#### The data
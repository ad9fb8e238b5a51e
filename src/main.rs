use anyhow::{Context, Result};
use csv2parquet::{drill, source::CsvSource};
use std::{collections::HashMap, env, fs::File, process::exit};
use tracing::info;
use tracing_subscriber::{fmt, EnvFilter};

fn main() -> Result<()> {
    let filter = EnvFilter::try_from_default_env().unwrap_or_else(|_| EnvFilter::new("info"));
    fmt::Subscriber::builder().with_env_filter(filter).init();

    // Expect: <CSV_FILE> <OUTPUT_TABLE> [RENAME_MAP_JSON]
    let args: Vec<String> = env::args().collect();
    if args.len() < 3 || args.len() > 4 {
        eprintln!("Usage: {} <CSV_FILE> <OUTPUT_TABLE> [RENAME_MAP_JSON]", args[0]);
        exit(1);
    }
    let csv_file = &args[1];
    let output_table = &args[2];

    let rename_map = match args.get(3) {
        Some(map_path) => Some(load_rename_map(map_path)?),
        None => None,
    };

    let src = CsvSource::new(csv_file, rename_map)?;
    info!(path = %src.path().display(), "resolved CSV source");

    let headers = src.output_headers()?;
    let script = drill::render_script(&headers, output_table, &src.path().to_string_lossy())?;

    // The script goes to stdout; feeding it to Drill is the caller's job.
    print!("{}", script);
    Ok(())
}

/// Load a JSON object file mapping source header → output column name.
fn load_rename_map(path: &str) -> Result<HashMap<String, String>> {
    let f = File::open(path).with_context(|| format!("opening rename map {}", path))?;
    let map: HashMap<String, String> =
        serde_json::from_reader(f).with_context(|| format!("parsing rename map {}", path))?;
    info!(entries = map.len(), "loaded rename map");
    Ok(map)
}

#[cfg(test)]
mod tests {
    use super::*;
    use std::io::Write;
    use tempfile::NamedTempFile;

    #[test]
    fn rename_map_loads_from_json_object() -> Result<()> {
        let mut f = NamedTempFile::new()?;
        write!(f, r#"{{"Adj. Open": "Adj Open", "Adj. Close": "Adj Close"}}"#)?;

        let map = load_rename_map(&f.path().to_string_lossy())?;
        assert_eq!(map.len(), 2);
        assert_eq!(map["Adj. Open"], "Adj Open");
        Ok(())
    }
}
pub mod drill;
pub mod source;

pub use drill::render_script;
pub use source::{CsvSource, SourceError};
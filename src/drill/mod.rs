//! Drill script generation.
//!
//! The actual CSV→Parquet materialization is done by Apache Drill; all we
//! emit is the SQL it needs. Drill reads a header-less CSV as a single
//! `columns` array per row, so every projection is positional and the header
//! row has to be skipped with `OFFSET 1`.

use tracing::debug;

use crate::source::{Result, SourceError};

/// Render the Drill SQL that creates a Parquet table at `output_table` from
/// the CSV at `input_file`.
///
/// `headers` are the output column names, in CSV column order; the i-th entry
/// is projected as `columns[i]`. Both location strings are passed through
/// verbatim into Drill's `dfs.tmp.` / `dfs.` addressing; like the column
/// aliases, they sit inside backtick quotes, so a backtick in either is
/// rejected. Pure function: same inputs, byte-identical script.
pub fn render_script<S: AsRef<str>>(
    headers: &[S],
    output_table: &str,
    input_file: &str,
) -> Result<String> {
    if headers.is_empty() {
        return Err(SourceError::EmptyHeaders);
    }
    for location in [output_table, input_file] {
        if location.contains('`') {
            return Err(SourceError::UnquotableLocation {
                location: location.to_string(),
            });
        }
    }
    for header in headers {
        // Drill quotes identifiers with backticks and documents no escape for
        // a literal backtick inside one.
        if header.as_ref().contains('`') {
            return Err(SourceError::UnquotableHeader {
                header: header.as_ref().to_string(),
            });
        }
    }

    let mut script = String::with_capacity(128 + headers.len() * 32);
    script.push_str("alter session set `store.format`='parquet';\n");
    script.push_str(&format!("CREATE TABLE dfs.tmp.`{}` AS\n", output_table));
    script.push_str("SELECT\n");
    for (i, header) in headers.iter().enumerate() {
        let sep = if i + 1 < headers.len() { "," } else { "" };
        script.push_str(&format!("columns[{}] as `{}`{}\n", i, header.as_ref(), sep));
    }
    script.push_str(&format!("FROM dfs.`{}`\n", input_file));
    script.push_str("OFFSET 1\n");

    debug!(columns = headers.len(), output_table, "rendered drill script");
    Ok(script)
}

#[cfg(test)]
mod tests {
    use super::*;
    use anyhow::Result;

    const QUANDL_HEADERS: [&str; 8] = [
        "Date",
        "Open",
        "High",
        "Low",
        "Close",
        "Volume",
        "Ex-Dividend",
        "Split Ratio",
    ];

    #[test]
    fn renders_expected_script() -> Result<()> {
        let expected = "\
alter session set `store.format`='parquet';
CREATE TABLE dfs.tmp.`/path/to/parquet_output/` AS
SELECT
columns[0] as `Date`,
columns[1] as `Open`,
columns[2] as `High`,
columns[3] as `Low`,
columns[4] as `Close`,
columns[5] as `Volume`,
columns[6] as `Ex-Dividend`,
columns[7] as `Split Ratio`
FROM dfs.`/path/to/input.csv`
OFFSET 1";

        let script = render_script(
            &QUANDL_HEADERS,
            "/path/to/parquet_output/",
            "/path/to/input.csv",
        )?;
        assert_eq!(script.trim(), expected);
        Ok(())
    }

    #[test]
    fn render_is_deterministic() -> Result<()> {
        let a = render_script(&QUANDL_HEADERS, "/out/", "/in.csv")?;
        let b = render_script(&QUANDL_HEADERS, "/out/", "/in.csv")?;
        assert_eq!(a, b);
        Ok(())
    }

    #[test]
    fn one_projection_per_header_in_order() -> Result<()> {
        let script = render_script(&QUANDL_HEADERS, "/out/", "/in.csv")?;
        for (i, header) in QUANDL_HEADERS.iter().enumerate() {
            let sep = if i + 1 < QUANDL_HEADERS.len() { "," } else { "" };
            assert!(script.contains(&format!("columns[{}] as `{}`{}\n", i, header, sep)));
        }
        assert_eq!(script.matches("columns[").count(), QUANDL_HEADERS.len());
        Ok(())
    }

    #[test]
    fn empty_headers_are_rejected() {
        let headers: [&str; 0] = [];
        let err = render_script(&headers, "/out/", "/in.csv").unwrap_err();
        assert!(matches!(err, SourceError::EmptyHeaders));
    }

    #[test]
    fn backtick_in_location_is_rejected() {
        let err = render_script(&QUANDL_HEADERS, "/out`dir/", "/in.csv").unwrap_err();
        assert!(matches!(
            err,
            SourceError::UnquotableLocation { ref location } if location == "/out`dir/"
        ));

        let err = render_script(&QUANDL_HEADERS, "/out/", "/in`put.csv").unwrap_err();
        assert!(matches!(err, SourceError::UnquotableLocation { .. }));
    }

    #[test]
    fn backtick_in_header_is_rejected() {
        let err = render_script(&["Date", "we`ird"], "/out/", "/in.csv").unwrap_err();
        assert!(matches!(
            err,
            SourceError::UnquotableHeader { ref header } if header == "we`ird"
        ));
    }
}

#### Requirement
In the records above, which lines hold the string "exit"? Copy each one.

#### Written answer
use std::{collections::HashMap, env, fs::File, process::exit};
        exit(1);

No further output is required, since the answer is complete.